Los diálogos entre el hijo y la amiga falsa se trasladan de la burbuja a las pantallas de sus computadoras, proyectadas al fondo de la escena sobre la fachada del MUAC, un recurso escénico original y sorprendente. No conversan, “chatean” y salpican de emoticones su acercamiento. Gracias a las nuevas aplicaciones ambos pueden conocerse al resguardo de avatares animados, como si se tratara de dos personajes sacados de un animé japonés.

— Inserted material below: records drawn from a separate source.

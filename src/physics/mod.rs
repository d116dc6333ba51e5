//! Boundary physics: tick-driven overlap resolution between community hulls.
//!
//! Each community boundary is a rigid body. A tick runs an AABB broad phase,
//! a polygon narrow phase (SAT for convex shapes, point sampling otherwise),
//! pushes overlapping pairs apart along the separating axis, damps the
//! velocities and clamps every node's displacement. The caller applies the
//! returned displacement batch to its position store and ticks again until
//! `has_overlaps` is false.
//!
//! ## Modules
//!
//! - [`boundary`] — `BoundaryPhysicsState` and the tick implementation

pub mod boundary;

use serde::{Deserialize, Serialize};

use crate::error::{AnalysisError, Result};

pub use boundary::{init_boundary_physics, update_boundary_physics, BoundaryPhysicsState};

/// Tuning parameters for the boundary simulator.
#[derive(Debug, Clone, PartialEq, Serialize, Deserialize)]
#[serde(default)]
pub struct PhysicsConfig {
    /// Disabled simulators detect overlaps but never move anything (default: true)
    pub enabled: bool,
    /// Push per unit of overlap depth, applied to each body of a pair (default: 0.5)
    pub repulsion_strength: f64,
    /// Velocity retained per tick, in [0,1] (default: 0.8)
    pub damping: f64,
    /// Per-node displacement cap for one tick (default: 10.0)
    pub max_displacement: f64,
    /// Ticks after which the simulator stops moving bodies; 0 = unbounded
    /// (default: 300)
    pub max_ticks: usize,
}

impl Default for PhysicsConfig {
    fn default() -> Self {
        Self {
            enabled: true,
            repulsion_strength: 0.5,
            damping: 0.8,
            max_displacement: 10.0,
            max_ticks: 300,
        }
    }
}

impl PhysicsConfig {
    pub fn validate(&self) -> Result<()> {
        if !(self.repulsion_strength.is_finite() && self.repulsion_strength >= 0.0) {
            return Err(AnalysisError::config(
                "repulsion_strength",
                format!("must be finite and >= 0, got {}", self.repulsion_strength),
            ));
        }
        if !(0.0..=1.0).contains(&self.damping) {
            return Err(AnalysisError::config(
                "damping",
                format!("must lie in [0,1], got {}", self.damping),
            ));
        }
        if !(self.max_displacement.is_finite() && self.max_displacement > 0.0) {
            return Err(AnalysisError::config(
                "max_displacement",
                format!("must be finite and > 0, got {}", self.max_displacement),
            ));
        }
        Ok(())
    }
}

/// Displacement batch produced by one tick (or accumulated over several).
#[derive(Debug, Clone, Default, PartialEq, Serialize, Deserialize)]
pub struct BoundaryPhysicsResult {
    /// Displaced node ids, ascending
    pub node_ids: Vec<u32>,
    pub displacements_x: Vec<f64>,
    pub displacements_y: Vec<f64>,
    /// Whether any pair of boundaries still overlaps after this tick
    pub has_overlaps: bool,
    /// Ticks executed so far on this state
    pub iteration: usize,
}

impl BoundaryPhysicsResult {
    pub fn is_empty(&self) -> bool {
        self.node_ids.is_empty()
    }

    /// Largest per-node displacement length in the batch.
    pub fn max_displacement(&self) -> f64 {
        self.displacements_x
            .iter()
            .zip(&self.displacements_y)
            .map(|(dx, dy)| dx.hypot(*dy))
            .fold(0.0, f64::max)
    }
}

#[cfg(test)]
mod tests {
    use super::*;

    #[test]
    fn test_physics_config_defaults_and_yaml() {
        let config: PhysicsConfig = serde_yaml::from_str("damping: 0.5\nmax_ticks: 0\n").unwrap();
        assert!(config.enabled);
        assert!((config.repulsion_strength - 0.5).abs() < f64::EPSILON);
        assert!((config.damping - 0.5).abs() < f64::EPSILON);
        assert_eq!(config.max_ticks, 0);
        assert!(config.validate().is_ok());
    }

    #[test]
    fn test_physics_config_validation() {
        let bad_damping = PhysicsConfig {
            damping: 1.5,
            ..Default::default()
        };
        assert!(matches!(
            bad_damping.validate(),
            Err(AnalysisError::InvalidConfig { field: "damping", .. })
        ));

        let bad_cap = PhysicsConfig {
            max_displacement: 0.0,
            ..Default::default()
        };
        assert!(bad_cap.validate().is_err());

        let negative = PhysicsConfig {
            repulsion_strength: -1.0,
            ..Default::default()
        };
        assert!(negative.validate().is_err());
    }

    #[test]
    fn test_result_max_displacement() {
        let result = BoundaryPhysicsResult {
            node_ids: vec![1, 2],
            displacements_x: vec![3.0, 0.5],
            displacements_y: vec![4.0, 0.0],
            has_overlaps: false,
            iteration: 1,
        };
        assert!((result.max_displacement() - 5.0).abs() < f64::EPSILON);
        assert!(!result.is_empty());
    }
}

¿Toda la culpa es de la madre, como se infiere por el título de la obra? El espectador ya puede ir repartiéndolas: también lo es de la soledad urbana; de la paradoja que se presenta entre un mundo hiperconectado y al mismo tiempo profundamente incomunicado; de la adolescencia y sus impulsos abismales; de la maternidad y sus desgobiernos; del lenguaje empobrecido por esos rivales gráficos que adelgazan a las palabras a dieta de emoticones; o de las plataformas digitales, esa Fuente Ovejuna de la que todos participamos y que, al final, a todos nos hace culpables.

La obra se presentará este fin de semana en el CENART y el próximo en el Centro Cultural del Bosque del INBA. Vale la pena consultar la cartelera y asistir.